Miskan (53) salah satu warga Desa Karangwungu Lor yang pertama kali menemukan jasad korban mengatakan, kalau kondisi korban pada waktu itu tertelungkup memakai mantel yang kondisinya sedikit rusak seperti terbakar, demikian pula motor yang dikendarai pun beberapa bagiannya juga rusak. Dia tidak berani menyentuh korban, kemudian dia meminta bantuan beberapa orang yang berteduh di pertokoan yang tidak jauh dari tempat ditemukannya jasad korban.

Dengan bantuan beberapa orang serta Perangkat Desa Karangwungu Lor, jasad korban akhirnya dievakuasi ke rumah orang tuanya. Setelah musyawarah sejenak antara orang tua korban dan istri korban akhirnya jasad korban dikirim ke rumah istri korban di Desa Duri Kulon Kecamatan Laren Kabupaten Lamongan malam itu juga untuk dimakamkan sesuai dengan permintaan istri dan anaknya.

Korban dikenal sebagai pribadi yang baik, ulet dan mudah bergaul, Ini disampaikan oleh salah satu teman korban sesama Pendamping PKH yang sering bersama. Hadi Purwanto salah satu teman korban mengatakan kalau korban adalah pribadi yang bertanggungjawab dalam melaksanakan tugasnya, selalu bersemangat dan mengeluh.

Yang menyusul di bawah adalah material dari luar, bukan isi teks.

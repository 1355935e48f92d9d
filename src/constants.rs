//! Constants used by the sniper
//!
//! Every value here has to match the Pump.fun program bit-for-bit: account
//! addresses, instruction discriminators, PDA seeds and the virtual reserve
//! parameters the program seeds each new bonding curve with.

/// Well-known account addresses
pub mod accounts {
    use solana_sdk::{pubkey, pubkey::Pubkey};

    /// Pump.fun program
    pub const PUMPFUN: Pubkey = pubkey!("6EF8rrecthR5Dkzon8Nwu78hRvfCKubJ14M5uBEwF6P");
    /// Pump.fun global configuration account
    pub const GLOBAL: Pubkey = pubkey!("4wTV1YmiEkRvAtNtsSGPtUrqRYQMe5SKy2uB4Jjaxnjf");
    /// Anchor event authority of the Pump.fun program
    pub const EVENT_AUTHORITY: Pubkey = pubkey!("Ce6TQqeHC9p8KetsN6JsjHK7UTZk7nasjjnr7XxXp9F1");
    /// Account receiving the protocol fee on buys
    pub const FEE_RECIPIENT: Pubkey = pubkey!("G5UZAVbAf46s7cKWoyKu8kYTip9DGTpbLZ2qa9Aq69dP");
    /// Native system program
    pub const SYSTEM_PROGRAM: Pubkey = pubkey!("11111111111111111111111111111111");
    /// SPL token program
    pub const TOKEN_PROGRAM: Pubkey = spl_token::ID;
    /// Metaplex token metadata program
    pub const MPL_TOKEN_METADATA: Pubkey = pubkey!("metaqbxxUerdq28cj1RbAWkYQm3ybzjb6a8bt518x1s");
    /// SPL associated token account program
    pub const ASSOCIATED_TOKEN_PROGRAM: Pubkey =
        pubkey!("ATokenGPvbdGVxr1b2hvZbsiqW5xWH25efTNsLJA8knL");
    /// Compute budget program
    pub const COMPUTE_BUDGET: Pubkey = pubkey!("ComputeBudget111111111111111111111111111111");
    /// Rent sysvar
    pub const RENT: Pubkey = pubkey!("SysvarRent111111111111111111111111111111111");
}

/// PDA seeds
pub mod seeds {
    /// Seed of the per-mint creator vault
    pub const VAULT_SEED: &[u8] = b"vault";
}

/// Anchor instruction discriminators
pub mod discriminators {
    /// `create`
    pub const CREATE: [u8; 8] = [0x18, 0x1e, 0xc8, 0x28, 0x05, 0x1c, 0x07, 0x77];
    /// `buy`
    pub const BUY: [u8; 8] = [0x66, 0x06, 0x3d, 0x12, 0x01, 0xda, 0xeb, 0xea];
    /// System program `Transfer` opcode (little-endian u32 prefix)
    pub const SYSTEM_TRANSFER: u32 = 2;
}

/// Bonding curve parameters
pub mod curve {
    /// Lamports in one SOL
    pub const LAMPORTS_PER_SOL: u64 = 1_000_000_000;
    /// Base units in one whole token (6 decimals)
    pub const TOKEN_BASE_UNITS: u64 = 1_000_000;
    /// Whole tokens minted for every Pump.fun token
    pub const TOTAL_SUPPLY: f64 = 1_000_000_000.0;
    /// Virtual SOL reserve a fresh curve starts with
    pub const INITIAL_VIRTUAL_SOL: f64 = 30.0;
    /// Virtual token reserve a fresh curve starts with
    pub const INITIAL_VIRTUAL_TOKENS: f64 = 1_073_000_000.0;
    /// Every Pump.fun mint address ends with this in base-58
    pub const MINT_SUFFIX: &str = "pump";
}

/// Trading defaults
pub mod trade {
    /// Minimum USD market cap at which a new token is bought
    pub const MARKET_CAP_THRESHOLD_USD: f64 = 8_000.00;
    /// SOL spent per buy, in lamports (0.001 SOL)
    pub const BUY_AMOUNT_LAMPORTS: u64 = 1_000_000;
    /// Maximum accepted slippage on the buy, in basis points (20%)
    pub const SLIPPAGE_BASIS_POINTS: u64 = 2_000;
    /// Compute unit limit of the buy transaction
    pub const COMPUTE_UNIT_LIMIT: u32 = 400_000;
    /// Compute unit price of the buy transaction, in micro-lamports
    pub const COMPUTE_UNIT_PRICE: u64 = 500_000;
    /// Minimum number of accounts a `create` instruction must list
    pub const MIN_CREATE_ACCOUNTS: usize = 8;
}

“Kami bersama teman-teman sesama pendamping PKH merasa sangat kehilangan atas kepergian beliau. Semoga arwa beliau diterima oleh Allah SWT di sisinya sesuai dengan amal ibadanya apalagi beliau meninggal setelah melaksanakan tugas dan beliau juga punya rencana ingin ikut pengajian atas meninggalnya orang tuanya, semoga khusnul khotimah”, pungkasnya. (Omdik).